On the economic side, the central government in Baghdad should be ready to help the Kurds overcome a financial crisis and settle debts owed by their government, Bakhtiar said in the Kurdish city of Sulaimaniya.

He estimated the debt at 10 to 12 billion dollars, nearly equal to the annual budget of the Kurdistan Regional Government (KRG), which owes to public contractors and civil servants and peshmerga fighters, whose salaries have not been paid in full for several months.

Baghdad stopped payments from the Iraqi federal budget to the KRG in 2014. The stoppage happened after the Kurds began exporting oil independently from Baghdad, via a pipeline, to Turkey.

According to the Kurdish official, at the political level, Baghdad should show commitment to settling the issue of disputed regions such as the oil-rich area of Kirkuk, where Arab and Turkmen communities also live.
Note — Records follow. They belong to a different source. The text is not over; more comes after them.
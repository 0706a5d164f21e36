//! # Function-backed job (`JobFn`)
//!
//! [`JobFn`] wraps a closure `F: Fn(In) -> Fut`, producing a fresh future per
//! message. Input values are created with [`Default`].
//!
//! ## Concurrency semantics
//! - Every call to `execute` creates a **new** future that owns its input.
//! - The closure is shared by all workers (`Fn`, not `FnMut`); if shared state is
//!   needed, capture an `Arc<...>` explicitly.
//!
//! ## Example
//! ```rust
//! use workvisor::{JobError, JobFn};
//!
//! let job = JobFn::<String, String, _>::arc(|name: String| async move {
//!     if name.is_empty() {
//!         return Err(JobError::fail("empty name"));
//!     }
//!     Ok::<_, JobError>(format!("hello, {name}"))
//! });
//! # let _ = job;
//! ```

use std::future::Future;
use std::marker::PhantomData;
use std::sync::Arc;

use async_trait::async_trait;
use serde::{Serialize, de::DeserializeOwned};

use crate::error::JobError;
use crate::jobs::job::Job;

/// Function-backed job implementation.
pub struct JobFn<I, O, F> {
    f: F,
    _types: PhantomData<fn(I) -> O>,
}

impl<I, O, F> JobFn<I, O, F> {
    /// Creates a new function-backed job.
    ///
    /// Prefer [`JobFn::arc`] when the job goes straight into a pool.
    pub fn new(f: F) -> Self {
        Self {
            f,
            _types: PhantomData,
        }
    }

    /// Creates the job and returns it as a shared handle.
    pub fn arc(f: F) -> Arc<Self> {
        Arc::new(Self::new(f))
    }
}

#[async_trait]
impl<I, O, F, Fut> Job for JobFn<I, O, F>
where
    I: DeserializeOwned + Default + Send + 'static,
    O: Serialize + Send + 'static,
    F: Fn(I) -> Fut + Send + Sync + 'static,
    Fut: Future<Output = Result<O, JobError>> + Send + 'static,
{
    type In = I;
    type Out = O;

    fn new_in_message(&self) -> I {
        I::default()
    }

    async fn execute(&self, input: I) -> Result<O, JobError> {
        (self.f)(input).await
    }
}

#[cfg(test)]
mod tests {
    use super::*;

    #[tokio::test]
    async fn test_new_in_message_is_default() {
        let job = JobFn::new(|v: Vec<u8>| async move { Ok::<_, JobError>(v.len()) });
        assert!(job.new_in_message().is_empty());
        assert_eq!(job.execute(vec![1, 2, 3]).await, Ok(3));
    }

    #[tokio::test]
    async fn test_error_is_passed_through() {
        let job = JobFn::new(|_: u8| async move { Err::<u8, _>(JobError::fail("nope")) });
        assert_eq!(job.execute(7).await, Err(JobError::fail("nope")));
    }
}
The Kurdish delegation would then convey the proposals to Kurdish political parties to make a decision on whether they are good enough to justify a postponement of the vote, Bakhtiar said.

The official, however, highlighted the Kurdish right to hold the vote at a later date. "We don't accept to postpone the referendum with nothing in return and without fixing another time to hold it."

Masoud Barzani, the KRG president, announced in a message posted on Twitter in June that the northern territory would hold an independence referendum on September 25 not only in the three provinces that make up the Kurdish region, but also in the areas that were a bone of contention between the Kurdistan region and the central government.

After the announcement, the Iraqi government issued a statement in response, saying it would reject any unilateral move by Kurdish authorities to press for independence.

Iraqi Prime Minister Haider al-Abadi said on June 13 that the Kurdish minority's decision to hold an independence referendum was untimely.

"Every part of Iraq has aspirations and has a dream, and we respect that, even if we disagree with it. We live in one homeland and they are our partners," Abadi said.

Iran, Turkey and Syria oppose the idea of an independent Kurdistan. In June, Tehran expressed opposition to a “unilateral” scheme, underlining the importance of maintaining the integrity and stability of Iraq and insisting that the Kurdistan region is part of the majority Arab country.

Turkey censured efforts to establish an independent Kurdistan as "a grave mistake." Ankara said the potential of creating of an independent Kurdish state in its backyard would further embolden Turkey’s homegrown Kurdistan Workers’ Party (PKK) militants toward an even stiffer confrontation with the government.

Several other countries in the region are concerned that such a referendum could ignite a fresh conflict with Baghdad and possibly neighboring countries, diverting attention from the ongoing war against the Daesh Takfiri terrorists in Iraq and Syria.